Your task: The data below holds the lines to copy: everything from the line containing "cycles, unknown dependencies." to the line containing "pub enum MixDownError", both ends included, set down exactly.

Data records:
//! High-level operations.
//!
//! This module contains the implementation of mixdown runs.

pub mod mixdown_build;
pub mod mixdown_clean;

pub use mixdown_build::{build, build_order};
pub use mixdown_clean::{clean_after, clean_before};
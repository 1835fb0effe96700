//! Error types for the target pipeline.
//!
//! Every failure the pipeline can produce falls into one of four severity
//! classes (see [`ErrorKind`]). Configuration errors are always fatal and are
//! raised before any configure/build step runs; the others are tied to the
//! target whose stage produced them.

use std::path::PathBuf;

use thiserror::Error;

use crate::core::target::{ProjectType, Step, TargetState};
use crate::util::diagnostic::{suggestions, Diagnostic};

/// Severity class of a [`MixDownError`].
#[derive(Debug, Clone, Copy, PartialEq, Eq)]
pub enum ErrorKind {
    /// Invalid project: duplicate names, cycles, unknown dependencies.
    Configuration,
    /// A source could not be located, checked out or downloaded.
    Acquisition,
    /// A source file could not be extracted.
    Unpack,
    /// An external configure/build/install step failed.
    Build,
}

/// Errors produced by the pipeline.
#[derive(Debug, Error)]
pub enum MixDownError {
    #[error("duplicate target name `{name}` (target names are case-insensitive)")]
    DuplicateTarget { name: String },

    #[error("dependency cycle detected: {}", cycle.join(" -> "))]
    DependencyCycle { cycle: Vec<String> },

    #[error("target `{target}` depends on `{dependency}`, which is not a target in this project")]
    UnresolvedDependency { target: String, dependency: String },

    #[error("given target '{origin}' does not exist")]
    TargetNotFound { origin: String },

    #[error("given {vcs} repo '{origin}' was unable to be checked out: {message}")]
    CheckoutFailed {
        vcs: &'static str,
        origin: String,
        message: String,
    },

    #[error("failed to download '{url}': {message}")]
    DownloadFailed { url: String, message: String },

    #[error("output directory '{}' already exists and is not empty", path.display())]
    OutputNotEmpty { path: PathBuf },

    #[error("output directory '{}' is inside the source tree '{}' it would be copied from", output.display(), origin.display())]
    OutputInsideOrigin { output: PathBuf, origin: PathBuf },

    #[error("given tar file '{}' not understood by the {format} reader and possibly corrupt", path.display())]
    CorruptArchive { path: PathBuf, format: &'static str },

    #[error(
        "given target '{}' not understood (directories, URLs, version-control repositories, and tar files are acceptable)",
        path.display()
    )]
    NotUnderstood { path: PathBuf },

    #[error("archive '{}' contains entry '{entry}' that escapes the output directory", path.display())]
    UnsafeArchiveEntry { path: PathBuf, entry: String },

    #[error("given path '{}' is neither a file nor a directory and cannot be unpacked", path.display())]
    NotUnpackable { path: PathBuf },

    #[error("{target}: {} failed with error code {}", step.label(), exit_code.map_or_else(|| "unknown".to_string(), |c| c.to_string()))]
    StepFailed {
        target: String,
        step: Step,
        exit_code: Option<i32>,
    },

    #[error("{target}: no {step} command known for {project_type} projects; declare one in the project file")]
    CannotBuild {
        target: String,
        step: Step,
        project_type: ProjectType,
    },

    #[error("target `{target}` cannot move from {from} to {to}")]
    InvalidTransition {
        target: String,
        from: TargetState,
        to: TargetState,
    },

    #[error("cannot access {}: {source}", path.display())]
    Io {
        path: PathBuf,
        source: std::io::Error,
    },
}

impl MixDownError {
    /// Wrap an I/O error with the path it happened on.
    pub fn io(path: impl Into<PathBuf>, source: std::io::Error) -> Self {
        MixDownError::Io {
            path: path.into(),
            source,
        }
    }

    /// The severity class of this error.
    pub fn kind(&self) -> ErrorKind {
        match self {
            MixDownError::DuplicateTarget { .. }
            | MixDownError::DependencyCycle { .. }
            | MixDownError::UnresolvedDependency { .. }
            | MixDownError::InvalidTransition { .. } => ErrorKind::Configuration,
            MixDownError::TargetNotFound { .. }
            | MixDownError::CheckoutFailed { .. }
            | MixDownError::DownloadFailed { .. }
            | MixDownError::OutputNotEmpty { .. }
            | MixDownError::OutputInsideOrigin { .. }
            | MixDownError::Io { .. } => ErrorKind::Acquisition,
            MixDownError::CorruptArchive { .. }
            | MixDownError::NotUnderstood { .. }
            | MixDownError::UnsafeArchiveEntry { .. }
            | MixDownError::NotUnpackable { .. } => ErrorKind::Unpack,
            MixDownError::StepFailed { .. } | MixDownError::CannotBuild { .. } => {
                ErrorKind::Build
            }
        }
    }

    /// Exit code of the failed external process, if any.
    pub fn exit_code(&self) -> Option<i32> {
        match self {
            MixDownError::StepFailed { exit_code, .. } => *exit_code,
            _ => None,
        }
    }

    /// Convert to a user-friendly diagnostic.
    pub fn to_diagnostic(&self) -> Diagnostic {
        let diag = Diagnostic::error(self.to_string());

        match self {
            MixDownError::DuplicateTarget { name } => diag
                .with_context(format!("`{}` is declared more than once", name))
                .with_suggestion("Give each [[target]] a distinct `name`"),
            MixDownError::DependencyCycle { cycle } => diag
                .with_context(format!("cycle: {}", cycle.join(" -> ")))
                .with_suggestion("Break the cycle by removing or restructuring dependencies"),
            MixDownError::UnresolvedDependency { dependency, .. } => diag
                .with_suggestion(format!("Add a [[target]] named `{}`", dependency))
                .with_suggestion("Check the spelling of `depends_on` entries"),
            MixDownError::TargetNotFound { .. } => {
                diag.with_suggestion("Check that the origin path or URL is spelled correctly")
            }
            MixDownError::CheckoutFailed { .. } | MixDownError::DownloadFailed { .. } => {
                diag.with_suggestion(suggestions::FETCH_FAILED)
            }
            MixDownError::OutputNotEmpty { .. } => diag
                .with_suggestion("Choose an empty `output` directory")
                .with_suggestion(suggestions::CLEAN_BEFORE),
            MixDownError::OutputInsideOrigin { .. } => {
                diag.with_suggestion("Choose an `output` directory outside the target's origin")
            }
            MixDownError::CorruptArchive { .. } => diag
                .with_suggestion("Re-download the archive")
                .with_suggestion(suggestions::CLEAN_BEFORE),
            MixDownError::StepFailed { .. } => diag.with_suggestion(suggestions::READ_STEP_LOG),
            _ => diag,
        }
    }
}

#[cfg(test)]
mod tests {
    use super::*;

    #[test]
    fn test_error_kinds() {
        let cycle = MixDownError::DependencyCycle {
            cycle: vec!["a".into(), "b".into(), "a".into()],
        };
        assert_eq!(cycle.kind(), ErrorKind::Configuration);

        let corrupt = MixDownError::CorruptArchive {
            path: PathBuf::from("foo.tar.gz"),
            format: "gzip-compressed tar",
        };
        assert_eq!(corrupt.kind(), ErrorKind::Unpack);

        let failed = MixDownError::StepFailed {
            target: "zlib".into(),
            step: Step::Build,
            exit_code: Some(2),
        };
        assert_eq!(failed.kind(), ErrorKind::Build);
        assert_eq!(failed.exit_code(), Some(2));
    }

    #[test]
    fn test_cycle_message_names_targets() {
        let err = MixDownError::DependencyCycle {
            cycle: vec!["a".into(), "b".into(), "c".into(), "a".into()],
        };
        assert_eq!(err.to_string(), "dependency cycle detected: a -> b -> c -> a");
    }

    #[test]
    fn test_step_failed_message() {
        let err = MixDownError::StepFailed {
            target: "zlib".into(),
            step: Step::Configure,
            exit_code: Some(1),
        };
        assert_eq!(err.to_string(), "zlib: Configure failed with error code 1");
    }

    #[test]
    fn test_diagnostic_has_suggestions() {
        let err = MixDownError::UnresolvedDependency {
            target: "app".into(),
            dependency: "libfoo".into(),
        };
        let output = err.to_diagnostic().format(false);
        assert!(output.contains("error: target `app` depends on `libfoo`"));
        assert!(output.contains("Add a [[target]] named `libfoo`"));
    }
}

Response to this exercise:
    /// Invalid project: duplicate names, cycles, unknown dependencies.
    Configuration,
    /// A source could not be located, checked out or downloaded.
    Acquisition,
    /// A source file could not be extracted.
    Unpack,
    /// An external configure/build/install step failed.
    Build,
}

/// Errors produced by the pipeline.
#[derive(Debug, Error)]
pub enum MixDownError {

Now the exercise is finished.